Source data
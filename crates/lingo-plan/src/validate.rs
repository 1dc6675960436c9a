//! Plan normalization and validation.
//!
//! Plans from the model are untrusted. They are normalized first (steps
//! ordered, language names mapped to codes) and then checked against the
//! topology rules; any violation rejects the whole plan.

use lingo_core::{CoordError, ExecutionPlan, ExecutionType, StepInput};
use lingo_in::language;
use serde_json::Value;
use std::collections::HashSet;

const LANGUAGE_PARAMS: [&str; 2] = ["source_language", "target_language"];

/// Order steps by number and canonicalize language parameters.
pub fn normalize_plan(mut plan: ExecutionPlan) -> ExecutionPlan {
    plan.steps.sort_by_key(|s| s.step);

    for step in &mut plan.steps {
        for key in LANGUAGE_PARAMS {
            if let Some(Value::String(value)) = step.params.get_mut(key) {
                if let Some(code) = canonical_language(value) {
                    *value = code;
                }
            }
        }
    }

    plan.final_output_language = plan
        .final_output_language
        .as_deref()
        .map(str::trim)
        .filter(|l| !l.is_empty())
        .map(|l| canonical_language(l).unwrap_or_else(|| l.to_lowercase()));

    // a translate step without a target inherits the plan's output language
    if let Some(final_language) = plan.final_output_language.clone() {
        for step in &mut plan.steps {
            if step.capability.agent() == lingo_core::Agent::Translator
                && !step.params.contains_key("target_language")
            {
                step.params
                    .insert("target_language".to_string(), Value::String(final_language.clone()));
            }
        }
    }

    plan
}

fn canonical_language(value: &str) -> Option<String> {
    let trimmed = value.trim();
    if trimmed.eq_ignore_ascii_case("auto") {
        return Some("auto".to_string());
    }
    let lower = trimmed.to_lowercase();
    if language::is_known_code(&lower) {
        return Some(lower);
    }
    language::code_for(trimmed).map(str::to_string)
}

/// Check topology rules on a normalized plan.
pub fn validate_plan(plan: &ExecutionPlan) -> Result<(), CoordError> {
    if plan.steps.is_empty() {
        return Err(CoordError::InvalidPlan("plan has no steps".to_string()));
    }

    if plan.execution_type == ExecutionType::Single && plan.steps.len() != 1 {
        return Err(CoordError::InvalidPlan(format!(
            "single plan must have exactly one step, found {}",
            plan.steps.len()
        )));
    }

    let mut produced: HashSet<&str> = HashSet::new();
    let mut previous: Option<u32> = None;

    for (index, step) in plan.steps.iter().enumerate() {
        let expected = index as u32 + 1;
        if plan.execution_type == ExecutionType::Sequential && step.step != expected {
            return Err(CoordError::InvalidPlan(format!(
                "sequential steps must be numbered 1..{}, found {} at position {}",
                plan.steps.len(),
                step.step,
                expected
            )));
        }
        if let Some(prev) = previous {
            if step.step <= prev {
                return Err(CoordError::InvalidPlan(format!(
                    "step numbers must be strictly increasing ({} after {})",
                    step.step, prev
                )));
            }
        }
        previous = Some(step.step);

        match (&step.input, plan.execution_type) {
            (StepInput::CurrentPage | StepInput::UserMessage, _) => {}
            (StepInput::Output(key), ExecutionType::Parallel) => {
                return Err(CoordError::InvalidPlan(format!(
                    "parallel step {} reads `{}`; parallel steps may only read current_page or user_message",
                    step.step, key
                )));
            }
            (StepInput::Output(key), _) => {
                if !produced.contains(key.as_str()) {
                    return Err(CoordError::InvalidPlan(format!(
                        "step {} reads `{}`, which no earlier step produces",
                        step.step, key
                    )));
                }
            }
        }

        if let Some(output) = step.output.as_deref() {
            if matches!(StepInput::from(output.to_string()), StepInput::CurrentPage | StepInput::UserMessage) {
                return Err(CoordError::InvalidPlan(format!(
                    "step {} writes to reserved name `{}`",
                    step.step, output
                )));
            }
            if !produced.insert(output) {
                return Err(CoordError::InvalidPlan(format!(
                    "output `{}` is produced twice",
                    output
                )));
            }
        }
    }

    Ok(())
}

= WHAT TO DO =
Please reproduce, exactly as written, the lines of the records from the first line through the one containing "for key in LANGUAGE_PARAMS".

= TASK ANSWER =
filename crates/lingo-plan/src/validate.rs
repository 1dc6675960436c9a
//! Plan normalization and validation.
//!
//! Plans from the model are untrusted. They are normalized first (steps
//! ordered, language names mapped to codes) and then checked against the
//! topology rules; any violation rejects the whole plan.

use lingo_core::{CoordError, ExecutionPlan, ExecutionType, StepInput};
use lingo_in::language;
use serde_json::Value;
use std::collections::HashSet;

const LANGUAGE_PARAMS: [&str; 2] = ["source_language", "target_language"];

/// Order steps by number and canonicalize language parameters.
pub fn normalize_plan(mut plan: ExecutionPlan) -> ExecutionPlan {
    plan.steps.sort_by_key(|s| s.step);

    for step in &mut plan.steps {
        for key in LANGUAGE_PARAMS {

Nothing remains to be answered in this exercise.